Dataset entries:
──────
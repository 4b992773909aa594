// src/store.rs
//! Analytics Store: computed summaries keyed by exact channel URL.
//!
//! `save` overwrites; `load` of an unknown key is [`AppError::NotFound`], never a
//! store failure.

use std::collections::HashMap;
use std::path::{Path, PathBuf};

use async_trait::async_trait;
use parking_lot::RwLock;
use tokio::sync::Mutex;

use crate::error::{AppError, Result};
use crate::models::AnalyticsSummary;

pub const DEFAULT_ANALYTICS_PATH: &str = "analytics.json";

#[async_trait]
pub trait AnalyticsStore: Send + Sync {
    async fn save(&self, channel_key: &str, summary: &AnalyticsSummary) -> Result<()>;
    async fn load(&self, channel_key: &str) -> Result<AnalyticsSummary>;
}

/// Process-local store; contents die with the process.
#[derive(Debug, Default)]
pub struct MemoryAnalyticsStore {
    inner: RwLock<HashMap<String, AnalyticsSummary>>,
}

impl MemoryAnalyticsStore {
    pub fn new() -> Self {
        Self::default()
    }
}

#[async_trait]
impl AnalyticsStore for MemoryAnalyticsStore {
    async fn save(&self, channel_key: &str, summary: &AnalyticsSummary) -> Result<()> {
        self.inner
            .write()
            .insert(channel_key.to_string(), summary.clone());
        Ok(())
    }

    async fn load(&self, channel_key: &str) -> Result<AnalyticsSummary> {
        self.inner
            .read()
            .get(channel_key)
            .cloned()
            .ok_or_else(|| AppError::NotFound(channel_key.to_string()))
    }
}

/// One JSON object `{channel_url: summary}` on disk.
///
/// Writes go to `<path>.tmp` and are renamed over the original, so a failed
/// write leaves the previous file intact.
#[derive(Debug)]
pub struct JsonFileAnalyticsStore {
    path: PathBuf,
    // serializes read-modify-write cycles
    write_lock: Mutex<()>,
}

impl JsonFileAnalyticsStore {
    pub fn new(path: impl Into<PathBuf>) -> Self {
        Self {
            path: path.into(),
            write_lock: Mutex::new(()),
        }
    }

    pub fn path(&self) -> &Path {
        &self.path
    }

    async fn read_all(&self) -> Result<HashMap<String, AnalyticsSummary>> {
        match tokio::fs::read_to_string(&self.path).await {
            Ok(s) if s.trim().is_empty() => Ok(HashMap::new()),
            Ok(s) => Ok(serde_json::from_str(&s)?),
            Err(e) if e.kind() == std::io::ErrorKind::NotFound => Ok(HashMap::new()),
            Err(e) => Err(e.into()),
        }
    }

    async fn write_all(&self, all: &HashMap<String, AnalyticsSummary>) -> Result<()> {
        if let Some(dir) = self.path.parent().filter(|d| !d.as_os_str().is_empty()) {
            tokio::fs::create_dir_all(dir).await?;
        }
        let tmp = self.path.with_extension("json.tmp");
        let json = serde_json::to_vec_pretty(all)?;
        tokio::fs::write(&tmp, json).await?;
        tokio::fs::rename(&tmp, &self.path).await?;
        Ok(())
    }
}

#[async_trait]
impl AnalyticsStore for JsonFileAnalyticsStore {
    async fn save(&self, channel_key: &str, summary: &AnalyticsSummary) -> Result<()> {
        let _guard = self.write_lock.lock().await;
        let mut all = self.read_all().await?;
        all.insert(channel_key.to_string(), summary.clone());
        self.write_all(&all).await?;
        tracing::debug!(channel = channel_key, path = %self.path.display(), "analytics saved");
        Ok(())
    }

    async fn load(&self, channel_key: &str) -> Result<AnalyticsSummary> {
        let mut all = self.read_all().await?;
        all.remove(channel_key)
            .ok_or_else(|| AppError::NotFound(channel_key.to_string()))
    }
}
──────
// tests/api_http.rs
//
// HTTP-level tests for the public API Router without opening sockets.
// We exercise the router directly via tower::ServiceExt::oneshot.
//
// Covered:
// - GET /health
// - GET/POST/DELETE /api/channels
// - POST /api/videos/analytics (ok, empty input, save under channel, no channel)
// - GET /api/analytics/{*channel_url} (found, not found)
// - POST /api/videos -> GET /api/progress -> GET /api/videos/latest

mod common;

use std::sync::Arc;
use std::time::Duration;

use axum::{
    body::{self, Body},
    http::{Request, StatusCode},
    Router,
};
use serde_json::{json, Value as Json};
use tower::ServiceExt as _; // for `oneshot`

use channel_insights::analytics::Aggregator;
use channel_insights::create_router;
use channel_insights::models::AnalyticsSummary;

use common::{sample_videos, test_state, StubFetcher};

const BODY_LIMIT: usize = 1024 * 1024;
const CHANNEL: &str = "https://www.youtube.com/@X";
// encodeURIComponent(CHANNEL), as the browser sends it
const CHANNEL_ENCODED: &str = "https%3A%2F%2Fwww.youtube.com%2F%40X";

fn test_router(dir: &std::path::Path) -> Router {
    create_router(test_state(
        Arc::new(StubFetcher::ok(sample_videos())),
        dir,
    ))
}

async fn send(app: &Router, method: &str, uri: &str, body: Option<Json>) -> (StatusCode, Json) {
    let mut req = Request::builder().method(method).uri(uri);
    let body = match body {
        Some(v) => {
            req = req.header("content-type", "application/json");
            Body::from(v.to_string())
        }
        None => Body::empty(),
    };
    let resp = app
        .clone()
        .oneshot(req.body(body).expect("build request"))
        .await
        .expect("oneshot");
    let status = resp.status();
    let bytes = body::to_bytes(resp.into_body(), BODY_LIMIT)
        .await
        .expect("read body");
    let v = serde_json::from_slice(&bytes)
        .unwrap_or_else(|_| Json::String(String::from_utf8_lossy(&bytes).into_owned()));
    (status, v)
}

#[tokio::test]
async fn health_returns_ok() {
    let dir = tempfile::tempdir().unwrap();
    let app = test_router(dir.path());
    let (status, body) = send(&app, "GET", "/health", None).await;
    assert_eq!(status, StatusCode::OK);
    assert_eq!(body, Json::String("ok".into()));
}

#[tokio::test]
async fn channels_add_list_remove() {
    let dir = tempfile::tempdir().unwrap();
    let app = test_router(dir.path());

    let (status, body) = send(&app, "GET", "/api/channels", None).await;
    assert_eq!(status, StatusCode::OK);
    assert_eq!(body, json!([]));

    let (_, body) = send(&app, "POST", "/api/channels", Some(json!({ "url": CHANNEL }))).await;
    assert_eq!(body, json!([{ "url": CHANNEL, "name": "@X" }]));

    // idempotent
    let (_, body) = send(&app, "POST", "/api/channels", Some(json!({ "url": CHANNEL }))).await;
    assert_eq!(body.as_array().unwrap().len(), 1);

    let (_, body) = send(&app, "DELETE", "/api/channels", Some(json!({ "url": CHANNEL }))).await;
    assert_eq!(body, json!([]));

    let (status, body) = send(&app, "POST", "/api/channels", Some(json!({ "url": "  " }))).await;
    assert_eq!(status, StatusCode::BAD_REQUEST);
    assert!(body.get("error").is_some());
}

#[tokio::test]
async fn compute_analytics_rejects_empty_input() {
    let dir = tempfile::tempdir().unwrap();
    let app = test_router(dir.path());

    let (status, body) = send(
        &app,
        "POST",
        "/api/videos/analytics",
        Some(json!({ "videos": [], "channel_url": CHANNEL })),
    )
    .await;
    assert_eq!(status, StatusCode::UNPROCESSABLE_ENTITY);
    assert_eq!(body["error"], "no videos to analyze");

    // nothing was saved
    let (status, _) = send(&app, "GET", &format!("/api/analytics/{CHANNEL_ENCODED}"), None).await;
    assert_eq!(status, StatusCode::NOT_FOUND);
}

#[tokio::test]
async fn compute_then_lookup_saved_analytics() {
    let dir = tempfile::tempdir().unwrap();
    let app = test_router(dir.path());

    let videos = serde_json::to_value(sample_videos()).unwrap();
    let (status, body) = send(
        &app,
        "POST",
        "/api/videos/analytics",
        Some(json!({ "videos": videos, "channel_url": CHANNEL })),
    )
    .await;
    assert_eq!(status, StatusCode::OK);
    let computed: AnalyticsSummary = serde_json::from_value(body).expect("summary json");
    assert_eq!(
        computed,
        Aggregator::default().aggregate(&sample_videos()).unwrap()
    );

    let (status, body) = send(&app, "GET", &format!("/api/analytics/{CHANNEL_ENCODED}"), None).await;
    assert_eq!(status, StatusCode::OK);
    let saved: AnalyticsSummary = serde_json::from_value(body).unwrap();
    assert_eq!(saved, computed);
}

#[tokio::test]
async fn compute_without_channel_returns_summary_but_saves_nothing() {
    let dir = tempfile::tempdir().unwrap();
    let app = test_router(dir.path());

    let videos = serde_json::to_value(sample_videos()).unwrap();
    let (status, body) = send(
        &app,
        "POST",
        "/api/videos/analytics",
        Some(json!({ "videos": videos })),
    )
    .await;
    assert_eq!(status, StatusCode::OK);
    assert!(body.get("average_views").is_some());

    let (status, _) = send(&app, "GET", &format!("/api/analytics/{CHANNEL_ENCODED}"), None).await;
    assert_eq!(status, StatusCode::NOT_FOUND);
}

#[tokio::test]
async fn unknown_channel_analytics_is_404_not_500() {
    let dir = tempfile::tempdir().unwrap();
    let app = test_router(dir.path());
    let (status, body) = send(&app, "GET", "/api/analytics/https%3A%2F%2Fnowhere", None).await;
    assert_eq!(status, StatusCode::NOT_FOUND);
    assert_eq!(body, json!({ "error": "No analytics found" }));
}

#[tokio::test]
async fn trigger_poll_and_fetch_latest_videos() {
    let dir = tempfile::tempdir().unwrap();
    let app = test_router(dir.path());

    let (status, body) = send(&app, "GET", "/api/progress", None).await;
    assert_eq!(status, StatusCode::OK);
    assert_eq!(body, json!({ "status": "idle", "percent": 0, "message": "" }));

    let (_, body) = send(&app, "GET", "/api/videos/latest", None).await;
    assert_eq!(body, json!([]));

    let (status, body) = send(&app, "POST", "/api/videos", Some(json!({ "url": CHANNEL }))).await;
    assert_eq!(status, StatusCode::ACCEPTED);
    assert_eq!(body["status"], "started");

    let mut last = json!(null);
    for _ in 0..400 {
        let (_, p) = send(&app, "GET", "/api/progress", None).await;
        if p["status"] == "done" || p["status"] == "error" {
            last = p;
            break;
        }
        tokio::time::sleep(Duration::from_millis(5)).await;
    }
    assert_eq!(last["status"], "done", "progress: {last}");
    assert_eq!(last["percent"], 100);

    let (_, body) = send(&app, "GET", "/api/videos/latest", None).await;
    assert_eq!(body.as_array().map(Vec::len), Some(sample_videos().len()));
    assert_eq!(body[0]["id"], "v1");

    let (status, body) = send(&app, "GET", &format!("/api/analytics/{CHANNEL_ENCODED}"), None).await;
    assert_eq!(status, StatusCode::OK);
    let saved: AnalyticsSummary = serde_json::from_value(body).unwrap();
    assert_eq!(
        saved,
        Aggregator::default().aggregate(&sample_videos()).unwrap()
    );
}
──────
_What is expected_
Please filter the entries for the word "ServiceExt" and copy the lines that have it.

_Written solution_
// We exercise the router directly via tower::ServiceExt::oneshot.
use tower::ServiceExt as _; // for `oneshot`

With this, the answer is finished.